=== Data shown ===
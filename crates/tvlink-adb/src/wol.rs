//! Wake-on-LAN magic packets

use std::net::{Ipv4Addr, SocketAddr};
use std::time::Duration;

use tokio::net::UdpSocket;
use tvlink_core::prelude::*;
use tvlink_core::MacAddress;

/// Default broadcast target for magic packets (UDP discard port)
pub const DEFAULT_WOL_TARGET: SocketAddr =
    SocketAddr::new(std::net::IpAddr::V4(Ipv4Addr::BROADCAST), 9);

const PACKET_REPEAT: usize = 3;
const PACKET_INTERVAL: Duration = Duration::from_millis(100);

/// Sends a wake-on-LAN magic packet and reports whether it went out
#[trait_variant::make(WakeOnLan: Send)]
pub trait LocalWakeOnLan {
    async fn send_magic_packet(&self, mac: MacAddress) -> bool;
}

/// Build the 102-byte magic packet: six `0xFF` then the MAC sixteen times
pub fn magic_packet(mac: MacAddress) -> [u8; 102] {
    let mut packet = [0xFFu8; 102];
    let octets = mac.octets();
    for chunk in packet[6..].chunks_exact_mut(6) {
        chunk.copy_from_slice(&octets);
    }
    packet
}

/// Broadcasts magic packets over UDP
#[derive(Debug, Clone)]
pub struct UdpWakeOnLan {
    target: SocketAddr,
}

impl Default for UdpWakeOnLan {
    fn default() -> Self {
        Self::new(DEFAULT_WOL_TARGET)
    }
}

impl UdpWakeOnLan {
    pub fn new(target: SocketAddr) -> Self {
        Self { target }
    }

    async fn broadcast(&self, mac: MacAddress) -> std::io::Result<()> {
        let socket = UdpSocket::bind((Ipv4Addr::UNSPECIFIED, 0)).await?;
        socket.set_broadcast(true)?;

        let packet = magic_packet(mac);
        for i in 0..PACKET_REPEAT {
            if i > 0 {
                tokio::time::sleep(PACKET_INTERVAL).await;
            }
            socket.send_to(&packet, self.target).await?;
        }
        Ok(())
    }
}

impl WakeOnLan for UdpWakeOnLan {
    async fn send_magic_packet(&self, mac: MacAddress) -> bool {
        match self.broadcast(mac).await {
            Ok(()) => {
                debug!(%mac, target = %self.target, "Magic packet sent");
                true
            }
            Err(e) => {
                warn!(%mac, target = %self.target, "Failed to send magic packet: {}", e);
                false
            }
        }
    }
}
===
▶ Problem to work on:
Find the lines above that contain the word "SocketAddr" and collect them.

▶ Written solution:
use std::net::{Ipv4Addr, SocketAddr};
pub const DEFAULT_WOL_TARGET: SocketAddr =
    SocketAddr::new(std::net::IpAddr::V4(Ipv4Addr::BROADCAST), 9);
    target: SocketAddr,
    pub fn new(target: SocketAddr) -> Self {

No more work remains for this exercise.